| Action item |
Restate the full set of records exactly, without adding or dropping a word.

------ Source data

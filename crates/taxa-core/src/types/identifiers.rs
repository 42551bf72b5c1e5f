//! Row-id based ID types for type-safe identifiers.
//!
//! Each ID type wraps an `i64` SQLite row id to prevent cross-type
//! confusion. A `TagId` cannot be accidentally used where a `TaxonomyId`
//! is expected.

use serde::{Deserialize, Serialize};

macro_rules! define_id {
    ($(#[$meta:meta])* $name:ident) => {
        $(#[$meta])*
        #[derive(
            Debug, Clone, Copy, PartialEq, Eq, PartialOrd, Ord, Hash, Serialize, Deserialize,
        )]
        #[serde(transparent)]
        pub struct $name(pub i64);

        impl $name {
            /// Create a new ID from a row id.
            pub fn new(raw: i64) -> Self {
                Self(raw)
            }

            /// Get the inner row id.
            pub fn inner(self) -> i64 {
                self.0
            }
        }

        impl From<i64> for $name {
            fn from(raw: i64) -> Self {
                Self(raw)
            }
        }

        impl From<$name> for i64 {
            fn from(id: $name) -> Self {
                id.0
            }
        }

        impl std::fmt::Display for $name {
            fn fmt(&self, f: &mut std::fmt::Formatter<'_>) -> std::fmt::Result {
                write!(f, "{}", self.0)
            }
        }
    };
}

define_id!(
    /// Taxonomy row identifier.
    TaxonomyId
);

define_id!(
    /// Tag row identifier.
    TagId
);

define_id!(
    /// Object-tag binding row identifier.
    ObjectTagId
);
//! taxonomy CRUD queries.

use rusqlite::{params, Connection, Row};
use taxa_core::errors::StorageError;
use taxa_core::types::{Taxonomy, TaxonomyId, TaxonomyParams};

use super::util::sqlite_err;

fn map_taxonomy(row: &Row<'_>) -> rusqlite::Result<Taxonomy> {
    Ok(Taxonomy {
        id: TaxonomyId::new(row.get(0)?),
        name: row.get(1)?,
        description: row.get(2)?,
        enabled: row.get(3)?,
        required: row.get(4)?,
        allow_multiple: row.get(5)?,
        allow_free_text: row.get(6)?,
        system_defined: row.get(7)?,
        visible_to_authors: row.get(8)?,
        variant: row.get(9)?,
    })
}

const TAXONOMY_COLUMNS: &str = "id, name, description, enabled, required, allow_multiple, \
     allow_free_text, system_defined, visible_to_authors, variant";

/// Insert a taxonomy and return the stored record.
pub fn insert_taxonomy(
    conn: &Connection,
    params_in: &TaxonomyParams,
) -> Result<Taxonomy, StorageError> {
    conn.execute(
        "INSERT INTO taxonomy (name, description, enabled, required, allow_multiple,
                               allow_free_text, system_defined, visible_to_authors, variant)
         VALUES (?1, ?2, ?3, ?4, ?5, ?6, ?7, ?8, ?9)",
        params![
            params_in.name,
            params_in.description,
            params_in.enabled,
            params_in.required,
            params_in.allow_multiple,
            params_in.allow_free_text,
            params_in.system_defined,
            params_in.visible_to_authors,
            params_in.variant,
        ],
    )
    .map_err(sqlite_err)?;

    let id = conn.last_insert_rowid();
    get_taxonomy(conn, TaxonomyId::new(id))?.ok_or(StorageError::NotFound {
        entity: "taxonomy",
        id,
    })
}

/// Get a taxonomy by id.
pub fn get_taxonomy(
    conn: &Connection,
    id: TaxonomyId,
) -> Result<Option<Taxonomy>, StorageError> {
    let mut stmt = conn
        .prepare_cached(&format!(
            "SELECT {TAXONOMY_COLUMNS} FROM taxonomy WHERE id = ?1"
        ))
        .map_err(sqlite_err)?;

    let mut rows = stmt
        .query_map(params![id.inner()], map_taxonomy)
        .map_err(sqlite_err)?;

    match rows.next() {
        Some(Ok(record)) => Ok(Some(record)),
        Some(Err(e)) => Err(sqlite_err(e)),
        None => Ok(None),
    }
}

/// List taxonomies, optionally filtered by the enabled flag, ordered by
/// name then id. Each taxonomy appears once regardless of tag count.
pub fn list_taxonomies(
    conn: &Connection,
    enabled: Option<bool>,
) -> Result<Vec<Taxonomy>, StorageError> {
    let (sql, filter): (String, Vec<bool>) = match enabled {
        Some(flag) => (
            format!(
                "SELECT {TAXONOMY_COLUMNS} FROM taxonomy WHERE enabled = ?1 ORDER BY name, id"
            ),
            vec![flag],
        ),
        None => (
            format!("SELECT {TAXONOMY_COLUMNS} FROM taxonomy ORDER BY name, id"),
            vec![],
        ),
    };

    let mut stmt = conn.prepare_cached(&sql).map_err(sqlite_err)?;
    let rows = stmt
        .query_map(rusqlite::params_from_iter(filter), map_taxonomy)
        .map_err(sqlite_err)?;

    let mut result = Vec::new();
    for row in rows {
        result.push(row.map_err(sqlite_err)?);
    }
    Ok(result)
}

/// Update the mutable fields of a taxonomy.
pub fn update_taxonomy(conn: &Connection, taxonomy: &Taxonomy) -> Result<(), StorageError> {
    let changed = conn
        .execute(
            "UPDATE taxonomy
             SET name = ?1, description = ?2, enabled = ?3, required = ?4,
                 allow_multiple = ?5, allow_free_text = ?6, visible_to_authors = ?7,
                 variant = ?8
             WHERE id = ?9",
            params![
                taxonomy.name,
                taxonomy.description,
                taxonomy.enabled,
                taxonomy.required,
                taxonomy.allow_multiple,
                taxonomy.allow_free_text,
                taxonomy.visible_to_authors,
                taxonomy.variant,
                taxonomy.id.inner(),
            ],
        )
        .map_err(sqlite_err)?;

    if changed == 0 {
        return Err(StorageError::NotFound {
            entity: "taxonomy",
            id: taxonomy.id.inner(),
        });
    }
    Ok(())
}

/// Delete a taxonomy. Tags cascade; bindings keep their value and lose the
/// taxonomy link. Returns false when no such taxonomy existed.
pub fn delete_taxonomy(conn: &Connection, id: TaxonomyId) -> Result<bool, StorageError> {
    let changed = conn
        .execute("DELETE FROM taxonomy WHERE id = ?1", params![id.inner()])
        .map_err(sqlite_err)?;
    Ok(changed > 0)
}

------------

| Answer section |
filename crates/taxa-core/src/types/identifiers.rs
repository 42551bf72b5c1e5f
//! Row-id based ID types for type-safe identifiers.
//!
//! Each ID type wraps an `i64` SQLite row id to prevent cross-type
//! confusion. A `TagId` cannot be accidentally used where a `TaxonomyId`
//! is expected.

use serde::{Deserialize, Serialize};

macro_rules! define_id {
    ($(#[$meta:meta])* $name:ident) => {
        $(#[$meta])*
        #[derive(
            Debug, Clone, Copy, PartialEq, Eq, PartialOrd, Ord, Hash, Serialize, Deserialize,
        )]
        #[serde(transparent)]
        pub struct $name(pub i64);

        impl $name {
            /// Create a new ID from a row id.
            pub fn new(raw: i64) -> Self {
                Self(raw)
            }

            /// Get the inner row id.
            pub fn inner(self) -> i64 {
                self.0
            }
        }

        impl From<i64> for $name {
            fn from(raw: i64) -> Self {
                Self(raw)
            }
        }

        impl From<$name> for i64 {
            fn from(id: $name) -> Self {
                id.0
            }
        }

        impl std::fmt::Display for $name {
            fn fmt(&self, f: &mut std::fmt::Formatter<'_>) -> std::fmt::Result {
                write!(f, "{}", self.0)
            }
        }
    };
}

define_id!(
    /// Taxonomy row identifier.
    TaxonomyId
);

define_id!(
    /// Tag row identifier.
    TagId
);

define_id!(
    /// Object-tag binding row identifier.
    ObjectTagId
);
//! taxonomy CRUD queries.

use rusqlite::{params, Connection, Row};
use taxa_core::errors::StorageError;
use taxa_core::types::{Taxonomy, TaxonomyId, TaxonomyParams};

use super::util::sqlite_err;

fn map_taxonomy(row: &Row<'_>) -> rusqlite::Result<Taxonomy> {
    Ok(Taxonomy {
        id: TaxonomyId::new(row.get(0)?),
        name: row.get(1)?,
        description: row.get(2)?,
        enabled: row.get(3)?,
        required: row.get(4)?,
        allow_multiple: row.get(5)?,
        allow_free_text: row.get(6)?,
        system_defined: row.get(7)?,
        visible_to_authors: row.get(8)?,
        variant: row.get(9)?,
    })
}

const TAXONOMY_COLUMNS: &str = "id, name, description, enabled, required, allow_multiple, \
     allow_free_text, system_defined, visible_to_authors, variant";

/// Insert a taxonomy and return the stored record.
pub fn insert_taxonomy(
    conn: &Connection,
    params_in: &TaxonomyParams,
) -> Result<Taxonomy, StorageError> {
    conn.execute(
        "INSERT INTO taxonomy (name, description, enabled, required, allow_multiple,
                               allow_free_text, system_defined, visible_to_authors, variant)
         VALUES (?1, ?2, ?3, ?4, ?5, ?6, ?7, ?8, ?9)",
        params![
            params_in.name,
            params_in.description,
            params_in.enabled,
            params_in.required,
            params_in.allow_multiple,
            params_in.allow_free_text,
            params_in.system_defined,
            params_in.visible_to_authors,
            params_in.variant,
        ],
    )
    .map_err(sqlite_err)?;

    let id = conn.last_insert_rowid();
    get_taxonomy(conn, TaxonomyId::new(id))?.ok_or(StorageError::NotFound {
        entity: "taxonomy",
        id,
    })
}

/// Get a taxonomy by id.
pub fn get_taxonomy(
    conn: &Connection,
    id: TaxonomyId,
) -> Result<Option<Taxonomy>, StorageError> {
    let mut stmt = conn
        .prepare_cached(&format!(
            "SELECT {TAXONOMY_COLUMNS} FROM taxonomy WHERE id = ?1"
        ))
        .map_err(sqlite_err)?;

    let mut rows = stmt
        .query_map(params![id.inner()], map_taxonomy)
        .map_err(sqlite_err)?;

    match rows.next() {
        Some(Ok(record)) => Ok(Some(record)),
        Some(Err(e)) => Err(sqlite_err(e)),
        None => Ok(None),
    }
}

/// List taxonomies, optionally filtered by the enabled flag, ordered by
/// name then id. Each taxonomy appears once regardless of tag count.
pub fn list_taxonomies(
    conn: &Connection,
    enabled: Option<bool>,
) -> Result<Vec<Taxonomy>, StorageError> {
    let (sql, filter): (String, Vec<bool>) = match enabled {
        Some(flag) => (
            format!(
                "SELECT {TAXONOMY_COLUMNS} FROM taxonomy WHERE enabled = ?1 ORDER BY name, id"
            ),
            vec![flag],
        ),
        None => (
            format!("SELECT {TAXONOMY_COLUMNS} FROM taxonomy ORDER BY name, id"),
            vec![],
        ),
    };

    let mut stmt = conn.prepare_cached(&sql).map_err(sqlite_err)?;
    let rows = stmt
        .query_map(rusqlite::params_from_iter(filter), map_taxonomy)
        .map_err(sqlite_err)?;

    let mut result = Vec::new();
    for row in rows {
        result.push(row.map_err(sqlite_err)?);
    }
    Ok(result)
}

/// Update the mutable fields of a taxonomy.
pub fn update_taxonomy(conn: &Connection, taxonomy: &Taxonomy) -> Result<(), StorageError> {
    let changed = conn
        .execute(
            "UPDATE taxonomy
             SET name = ?1, description = ?2, enabled = ?3, required = ?4,
                 allow_multiple = ?5, allow_free_text = ?6, visible_to_authors = ?7,
                 variant = ?8
             WHERE id = ?9",
            params![
                taxonomy.name,
                taxonomy.description,
                taxonomy.enabled,
                taxonomy.required,
                taxonomy.allow_multiple,
                taxonomy.allow_free_text,
                taxonomy.visible_to_authors,
                taxonomy.variant,
                taxonomy.id.inner(),
            ],
        )
        .map_err(sqlite_err)?;

    if changed == 0 {
        return Err(StorageError::NotFound {
            entity: "taxonomy",
            id: taxonomy.id.inner(),
        });
    }
    Ok(())
}

/// Delete a taxonomy. Tags cascade; bindings keep their value and lose the
/// taxonomy link. Returns false when no such taxonomy existed.
pub fn delete_taxonomy(conn: &Connection, id: TaxonomyId) -> Result<bool, StorageError> {
    let changed = conn
        .execute("DELETE FROM taxonomy WHERE id = ?1", params![id.inner()])
        .map_err(sqlite_err)?;
    Ok(changed > 0)
}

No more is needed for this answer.